However they need stronger and more stable policy signals from government and the EU and an active industrial strategy to break down barriers to low carbon growth.
He continued: “New clean-tech industries are sprouting up, while existing companies are switching their business models to take advantage of low-carbon technologies.
“Even for energy-intensive industries like steel there are opportunities to tap into supply chains for clean energy infrastructure projects.”
The report recommends that the Government consider introducing a new Green Deal to help them save on energy bills, whilst also considering the expansion of the EU emissions Trading Scheme to include imported energy-intensive goods.
The IPPR have also asserted that the Government’s unilateral Carbon Price Floor is reducing British competitveness, and are calling for it to be scrapped, and for efforts to be focussed on creating a central EU carbon bank to ensure greater stability in carbon prices for businesses.

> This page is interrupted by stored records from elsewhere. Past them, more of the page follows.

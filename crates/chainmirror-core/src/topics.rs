//! Topic compiler — Ethereum topic filters to predicate trees.
//!
//! A topic filter is an ordered list of up to four positions. Each position
//! is a wildcard (`null`), one digest, or a set of digests:
//!
//! ```text
//! [A, null, [B, C]]  →  topics[1] = A  AND  (topics[3] = B OR topics[3] = C)
//! ```
//!
//! Slots are 1-based to match the store's topic array. The compiled tree is
//! evaluated in memory by [`Predicate::matches`] and rendered to SQL by the
//! Postgres backend.

use alloy_primitives::B256;
use serde::{Deserialize, Serialize};

use crate::error::MirrorError;

/// Maximum number of topic positions an event can carry.
pub const MAX_TOPICS: usize = 4;

/// One position of a topic filter. `null` positions are `None` in
/// [`TopicFilter`].
#[derive(Debug, Clone, PartialEq, Eq, Serialize, Deserialize)]
#[serde(untagged)]
pub enum TopicPosition {
    Single(B256),
    AnyOf(Vec<B256>),
}

/// Ordered topic positions, as received in `eth_getLogs` / `eth_newFilter`.
pub type TopicFilter = Vec<Option<TopicPosition>>;

/// Boolean predicate over an event's topic array.
#[derive(Debug, Clone, PartialEq, Eq)]
pub enum Predicate {
    /// No constraint.
    True,
    /// Can never be satisfied.
    False,
    /// `topics[slot] = topic`, slot 1-based.
    TopicEq { slot: usize, topic: B256 },
    And(Vec<Predicate>),
    Or(Vec<Predicate>),
}

impl Predicate {
    /// Evaluate against an event's topics.
    pub fn matches(&self, topics: &[B256]) -> bool {
        match self {
            Self::True => true,
            Self::False => false,
            Self::TopicEq { slot, topic } => slot
                .checked_sub(1)
                .and_then(|i| topics.get(i))
                .is_some_and(|actual| actual == topic),
            Self::And(parts) => parts.iter().all(|p| p.matches(topics)),
            Self::Or(parts) => parts.iter().any(|p| p.matches(topics)),
        }
    }

    /// Returns `true` if this predicate places no constraint at all.
    pub fn is_unconstrained(&self) -> bool {
        matches!(self, Self::True)
    }
}

/// Compile a topic filter. `None` and `[]` both compile to [`Predicate::True`].
pub fn compile(filter: Option<&TopicFilter>) -> Result<Predicate, MirrorError> {
    let Some(positions) = filter else {
        return Ok(Predicate::True);
    };
    if positions.len() > MAX_TOPICS {
        return Err(MirrorError::InvalidParams(format!(
            "topic filter has {} positions, at most {MAX_TOPICS} allowed",
            positions.len()
        )));
    }

    let mut clauses = Vec::new();
    for (i, position) in positions.iter().enumerate() {
        let slot = i + 1;
        let clause = match position {
            None => continue,
            Some(TopicPosition::Single(topic)) => Predicate::TopicEq { slot, topic: *topic },
            Some(TopicPosition::AnyOf(candidates)) => match candidates.as_slice() {
                // OR of zero alternatives
                [] => return Ok(Predicate::False),
                [only] => Predicate::TopicEq { slot, topic: *only },
                many => Predicate::Or(
                    many.iter()
                        .map(|topic| Predicate::TopicEq { slot, topic: *topic })
                        .collect(),
                ),
            },
        };
        clauses.push(clause);
    }

    Ok(match clauses.len() {
        0 => Predicate::True,
        1 => clauses.remove(0),
        _ => Predicate::And(clauses),
    })
}

#[cfg(test)]
mod tests {
    use super::*;

    fn t(byte: u8) -> B256 {
        B256::repeat_byte(byte)
    }

    #[test]
    fn positions_and_alternatives() {
        let (a, b, c) = (t(0xa), t(0xb), t(0xc));
        let filter: TopicFilter = vec![
            Some(TopicPosition::Single(a)),
            None,
            Some(TopicPosition::AnyOf(vec![b, c])),
        ];
        let p = compile(Some(&filter)).unwrap();

        assert!(p.matches(&[a, t(0x01), b]));
        assert!(p.matches(&[a, t(0x02), c]));
        assert!(p.matches(&[a, t(0x03), c, t(0x04)]));
        assert!(!p.matches(&[t(0xee), t(0x02), b]));
        assert!(!p.matches(&[a, t(0x02)]));
    }

    #[test]
    fn empty_filter_matches_everything() {
        assert_eq!(compile(None).unwrap(), Predicate::True);
        let empty: TopicFilter = vec![];
        let p = compile(Some(&empty)).unwrap();
        assert!(p.is_unconstrained());
        assert!(p.matches(&[]));
        assert!(p.matches(&[t(1), t(2), t(3), t(4)]));

        let wildcards: TopicFilter = vec![None, None];
        assert_eq!(compile(Some(&wildcards)).unwrap(), Predicate::True);
    }

    #[test]
    fn empty_candidate_set_matches_nothing() {
        let filter: TopicFilter = vec![None, Some(TopicPosition::AnyOf(vec![]))];
        let p = compile(Some(&filter)).unwrap();
        assert_eq!(p, Predicate::False);
        assert!(!p.matches(&[]));
        assert!(!p.matches(&[t(1), t(2)]));
    }

    #[test]
    fn position_binds_one_based_slot() {
        let filter: TopicFilter = vec![None, Some(TopicPosition::Single(t(7)))];
        assert_eq!(
            compile(Some(&filter)).unwrap(),
            Predicate::TopicEq { slot: 2, topic: t(7) }
        );
    }

    #[test]
    fn too_many_positions_is_malformed() {
        let filter: TopicFilter = vec![None; 5];
        let err = compile(Some(&filter)).unwrap_err();
        assert!(err.is_malformed_input());
    }

    #[test]
    fn deserializes_wire_shape() {
        let a = format!("{:#x}", t(0xa));
        let b = format!("{:#x}", t(0xb));
        let json = format!(r#"["{a}", null, ["{b}"]]"#);
        let filter: TopicFilter = serde_json::from_str(&json).unwrap();
        assert_eq!(filter[0], Some(TopicPosition::Single(t(0xa))));
        assert_eq!(filter[1], None);
        assert_eq!(filter[2], Some(TopicPosition::AnyOf(vec![t(0xb)])));
    }
}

Stephen Radley, Director of Policy at EEF, the manufacturers’ organisation, said:
“Moving to a low carbon economy will create significant opportunities for UK manufacturers. but keeping a lid on energy costs must go hand-in-hand with exploiting green industrial opportunities.
“Uncompetitive energy prices are a major threat for manufacturers, including many of those developing low carbon technologies.
“The government needs to put the consumer the heart of its decarbonisation strategy by pursuing a policy that delivers the most cost-effective energy mix. IPPR’s report focuses on the key issues that need to be addressed for this happen.”
This was posted in Bdaily's Members' News section by Ruth Mitchell .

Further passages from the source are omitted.